Dataset records:
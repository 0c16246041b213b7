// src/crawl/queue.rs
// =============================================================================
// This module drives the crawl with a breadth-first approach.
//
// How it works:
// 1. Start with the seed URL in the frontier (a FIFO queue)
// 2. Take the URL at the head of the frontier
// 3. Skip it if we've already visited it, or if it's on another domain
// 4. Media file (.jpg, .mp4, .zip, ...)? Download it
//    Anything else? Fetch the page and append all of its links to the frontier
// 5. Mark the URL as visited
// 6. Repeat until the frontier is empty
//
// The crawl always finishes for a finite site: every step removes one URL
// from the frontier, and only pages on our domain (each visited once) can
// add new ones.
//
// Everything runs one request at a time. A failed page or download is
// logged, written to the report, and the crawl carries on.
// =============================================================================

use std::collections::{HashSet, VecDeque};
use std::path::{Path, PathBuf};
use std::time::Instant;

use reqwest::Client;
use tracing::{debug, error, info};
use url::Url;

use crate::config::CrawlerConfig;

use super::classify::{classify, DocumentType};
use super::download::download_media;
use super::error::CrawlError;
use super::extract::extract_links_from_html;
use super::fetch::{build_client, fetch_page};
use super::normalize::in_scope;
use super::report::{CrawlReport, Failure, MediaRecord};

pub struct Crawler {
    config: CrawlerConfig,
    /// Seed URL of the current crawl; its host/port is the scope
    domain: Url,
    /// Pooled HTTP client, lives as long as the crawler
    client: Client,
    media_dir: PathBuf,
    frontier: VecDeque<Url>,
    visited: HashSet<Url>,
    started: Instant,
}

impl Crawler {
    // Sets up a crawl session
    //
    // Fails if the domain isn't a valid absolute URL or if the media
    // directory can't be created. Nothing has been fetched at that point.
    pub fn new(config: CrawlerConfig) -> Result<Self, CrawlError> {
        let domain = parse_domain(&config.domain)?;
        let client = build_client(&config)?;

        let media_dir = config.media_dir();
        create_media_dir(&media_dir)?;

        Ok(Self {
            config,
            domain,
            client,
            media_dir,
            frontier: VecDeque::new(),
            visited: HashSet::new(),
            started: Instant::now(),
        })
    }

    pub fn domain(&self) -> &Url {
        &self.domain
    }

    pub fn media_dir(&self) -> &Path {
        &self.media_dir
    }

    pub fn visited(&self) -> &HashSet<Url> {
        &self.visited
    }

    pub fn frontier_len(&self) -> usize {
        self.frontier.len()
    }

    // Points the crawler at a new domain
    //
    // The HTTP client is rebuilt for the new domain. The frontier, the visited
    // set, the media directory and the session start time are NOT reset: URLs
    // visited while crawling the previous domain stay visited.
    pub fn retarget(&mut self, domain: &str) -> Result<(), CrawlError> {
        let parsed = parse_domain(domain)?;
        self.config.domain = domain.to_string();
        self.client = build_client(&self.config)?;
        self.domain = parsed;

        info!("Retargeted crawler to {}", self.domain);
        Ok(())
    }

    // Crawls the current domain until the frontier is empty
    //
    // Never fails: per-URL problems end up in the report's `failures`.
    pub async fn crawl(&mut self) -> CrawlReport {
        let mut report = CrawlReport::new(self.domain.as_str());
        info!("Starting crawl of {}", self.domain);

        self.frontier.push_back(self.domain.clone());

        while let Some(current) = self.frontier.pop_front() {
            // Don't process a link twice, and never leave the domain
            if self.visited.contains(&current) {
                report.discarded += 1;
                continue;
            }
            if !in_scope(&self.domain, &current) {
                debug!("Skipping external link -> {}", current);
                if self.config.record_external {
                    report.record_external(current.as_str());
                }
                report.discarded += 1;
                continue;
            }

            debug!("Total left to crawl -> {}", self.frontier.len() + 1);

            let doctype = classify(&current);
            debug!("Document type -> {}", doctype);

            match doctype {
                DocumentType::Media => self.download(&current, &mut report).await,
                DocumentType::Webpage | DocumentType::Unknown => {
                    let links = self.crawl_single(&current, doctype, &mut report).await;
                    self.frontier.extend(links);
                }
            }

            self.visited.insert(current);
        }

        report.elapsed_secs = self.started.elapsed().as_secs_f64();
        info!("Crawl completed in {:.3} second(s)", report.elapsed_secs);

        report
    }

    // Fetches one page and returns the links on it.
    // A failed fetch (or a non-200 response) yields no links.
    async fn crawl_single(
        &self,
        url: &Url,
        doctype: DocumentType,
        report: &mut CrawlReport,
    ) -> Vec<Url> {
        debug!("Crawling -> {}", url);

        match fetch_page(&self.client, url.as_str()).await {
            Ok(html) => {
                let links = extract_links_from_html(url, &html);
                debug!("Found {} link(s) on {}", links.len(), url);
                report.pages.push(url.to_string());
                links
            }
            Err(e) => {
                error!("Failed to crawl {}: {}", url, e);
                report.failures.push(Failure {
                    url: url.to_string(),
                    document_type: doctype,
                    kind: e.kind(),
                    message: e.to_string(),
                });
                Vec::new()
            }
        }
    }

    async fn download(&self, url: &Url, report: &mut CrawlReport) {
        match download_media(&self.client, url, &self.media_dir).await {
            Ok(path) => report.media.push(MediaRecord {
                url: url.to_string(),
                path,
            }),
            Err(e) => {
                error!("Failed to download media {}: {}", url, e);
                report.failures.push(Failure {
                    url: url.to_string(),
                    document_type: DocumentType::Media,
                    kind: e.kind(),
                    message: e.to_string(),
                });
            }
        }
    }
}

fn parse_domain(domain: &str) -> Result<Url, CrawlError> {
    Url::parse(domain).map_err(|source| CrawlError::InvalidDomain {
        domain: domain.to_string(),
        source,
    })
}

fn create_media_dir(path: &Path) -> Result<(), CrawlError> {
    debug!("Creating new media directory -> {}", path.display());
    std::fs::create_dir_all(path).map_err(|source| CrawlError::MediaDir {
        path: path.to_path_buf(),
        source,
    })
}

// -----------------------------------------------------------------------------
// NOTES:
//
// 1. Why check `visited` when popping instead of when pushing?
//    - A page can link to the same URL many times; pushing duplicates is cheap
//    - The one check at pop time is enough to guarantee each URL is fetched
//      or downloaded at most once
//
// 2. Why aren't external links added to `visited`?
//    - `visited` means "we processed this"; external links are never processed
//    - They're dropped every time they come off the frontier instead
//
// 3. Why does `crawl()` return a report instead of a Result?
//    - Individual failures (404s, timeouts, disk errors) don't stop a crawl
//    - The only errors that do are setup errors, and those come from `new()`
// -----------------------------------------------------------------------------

Exercise details: The answer is the full data, repeated exactly as shown.

Result of this task:
repository 0c16246041b213b7
// src/crawl/queue.rs
// =============================================================================
// This module drives the crawl with a breadth-first approach.
//
// How it works:
// 1. Start with the seed URL in the frontier (a FIFO queue)
// 2. Take the URL at the head of the frontier
// 3. Skip it if we've already visited it, or if it's on another domain
// 4. Media file (.jpg, .mp4, .zip, ...)? Download it
//    Anything else? Fetch the page and append all of its links to the frontier
// 5. Mark the URL as visited
// 6. Repeat until the frontier is empty
//
// The crawl always finishes for a finite site: every step removes one URL
// from the frontier, and only pages on our domain (each visited once) can
// add new ones.
//
// Everything runs one request at a time. A failed page or download is
// logged, written to the report, and the crawl carries on.
// =============================================================================

use std::collections::{HashSet, VecDeque};
use std::path::{Path, PathBuf};
use std::time::Instant;

use reqwest::Client;
use tracing::{debug, error, info};
use url::Url;

use crate::config::CrawlerConfig;

use super::classify::{classify, DocumentType};
use super::download::download_media;
use super::error::CrawlError;
use super::extract::extract_links_from_html;
use super::fetch::{build_client, fetch_page};
use super::normalize::in_scope;
use super::report::{CrawlReport, Failure, MediaRecord};

pub struct Crawler {
    config: CrawlerConfig,
    /// Seed URL of the current crawl; its host/port is the scope
    domain: Url,
    /// Pooled HTTP client, lives as long as the crawler
    client: Client,
    media_dir: PathBuf,
    frontier: VecDeque<Url>,
    visited: HashSet<Url>,
    started: Instant,
}

impl Crawler {
    // Sets up a crawl session
    //
    // Fails if the domain isn't a valid absolute URL or if the media
    // directory can't be created. Nothing has been fetched at that point.
    pub fn new(config: CrawlerConfig) -> Result<Self, CrawlError> {
        let domain = parse_domain(&config.domain)?;
        let client = build_client(&config)?;

        let media_dir = config.media_dir();
        create_media_dir(&media_dir)?;

        Ok(Self {
            config,
            domain,
            client,
            media_dir,
            frontier: VecDeque::new(),
            visited: HashSet::new(),
            started: Instant::now(),
        })
    }

    pub fn domain(&self) -> &Url {
        &self.domain
    }

    pub fn media_dir(&self) -> &Path {
        &self.media_dir
    }

    pub fn visited(&self) -> &HashSet<Url> {
        &self.visited
    }

    pub fn frontier_len(&self) -> usize {
        self.frontier.len()
    }

    // Points the crawler at a new domain
    //
    // The HTTP client is rebuilt for the new domain. The frontier, the visited
    // set, the media directory and the session start time are NOT reset: URLs
    // visited while crawling the previous domain stay visited.
    pub fn retarget(&mut self, domain: &str) -> Result<(), CrawlError> {
        let parsed = parse_domain(domain)?;
        self.config.domain = domain.to_string();
        self.client = build_client(&self.config)?;
        self.domain = parsed;

        info!("Retargeted crawler to {}", self.domain);
        Ok(())
    }

    // Crawls the current domain until the frontier is empty
    //
    // Never fails: per-URL problems end up in the report's `failures`.
    pub async fn crawl(&mut self) -> CrawlReport {
        let mut report = CrawlReport::new(self.domain.as_str());
        info!("Starting crawl of {}", self.domain);

        self.frontier.push_back(self.domain.clone());

        while let Some(current) = self.frontier.pop_front() {
            // Don't process a link twice, and never leave the domain
            if self.visited.contains(&current) {
                report.discarded += 1;
                continue;
            }
            if !in_scope(&self.domain, &current) {
                debug!("Skipping external link -> {}", current);
                if self.config.record_external {
                    report.record_external(current.as_str());
                }
                report.discarded += 1;
                continue;
            }

            debug!("Total left to crawl -> {}", self.frontier.len() + 1);

            let doctype = classify(&current);
            debug!("Document type -> {}", doctype);

            match doctype {
                DocumentType::Media => self.download(&current, &mut report).await,
                DocumentType::Webpage | DocumentType::Unknown => {
                    let links = self.crawl_single(&current, doctype, &mut report).await;
                    self.frontier.extend(links);
                }
            }

            self.visited.insert(current);
        }

        report.elapsed_secs = self.started.elapsed().as_secs_f64();
        info!("Crawl completed in {:.3} second(s)", report.elapsed_secs);

        report
    }

    // Fetches one page and returns the links on it.
    // A failed fetch (or a non-200 response) yields no links.
    async fn crawl_single(
        &self,
        url: &Url,
        doctype: DocumentType,
        report: &mut CrawlReport,
    ) -> Vec<Url> {
        debug!("Crawling -> {}", url);

        match fetch_page(&self.client, url.as_str()).await {
            Ok(html) => {
                let links = extract_links_from_html(url, &html);
                debug!("Found {} link(s) on {}", links.len(), url);
                report.pages.push(url.to_string());
                links
            }
            Err(e) => {
                error!("Failed to crawl {}: {}", url, e);
                report.failures.push(Failure {
                    url: url.to_string(),
                    document_type: doctype,
                    kind: e.kind(),
                    message: e.to_string(),
                });
                Vec::new()
            }
        }
    }

    async fn download(&self, url: &Url, report: &mut CrawlReport) {
        match download_media(&self.client, url, &self.media_dir).await {
            Ok(path) => report.media.push(MediaRecord {
                url: url.to_string(),
                path,
            }),
            Err(e) => {
                error!("Failed to download media {}: {}", url, e);
                report.failures.push(Failure {
                    url: url.to_string(),
                    document_type: DocumentType::Media,
                    kind: e.kind(),
                    message: e.to_string(),
                });
            }
        }
    }
}

fn parse_domain(domain: &str) -> Result<Url, CrawlError> {
    Url::parse(domain).map_err(|source| CrawlError::InvalidDomain {
        domain: domain.to_string(),
        source,
    })
}

fn create_media_dir(path: &Path) -> Result<(), CrawlError> {
    debug!("Creating new media directory -> {}", path.display());
    std::fs::create_dir_all(path).map_err(|source| CrawlError::MediaDir {
        path: path.to_path_buf(),
        source,
    })
}

// -----------------------------------------------------------------------------
// NOTES:
//
// 1. Why check `visited` when popping instead of when pushing?
//    - A page can link to the same URL many times; pushing duplicates is cheap
//    - The one check at pop time is enough to guarantee each URL is fetched
//      or downloaded at most once
//
// 2. Why aren't external links added to `visited`?
//    - `visited` means "we processed this"; external links are never processed
//    - They're dropped every time they come off the frontier instead
//
// 3. Why does `crawl()` return a report instead of a Result?
//    - Individual failures (404s, timeouts, disk errors) don't stop a crawl
//    - The only errors that do are setup errors, and those come from `new()`
// -----------------------------------------------------------------------------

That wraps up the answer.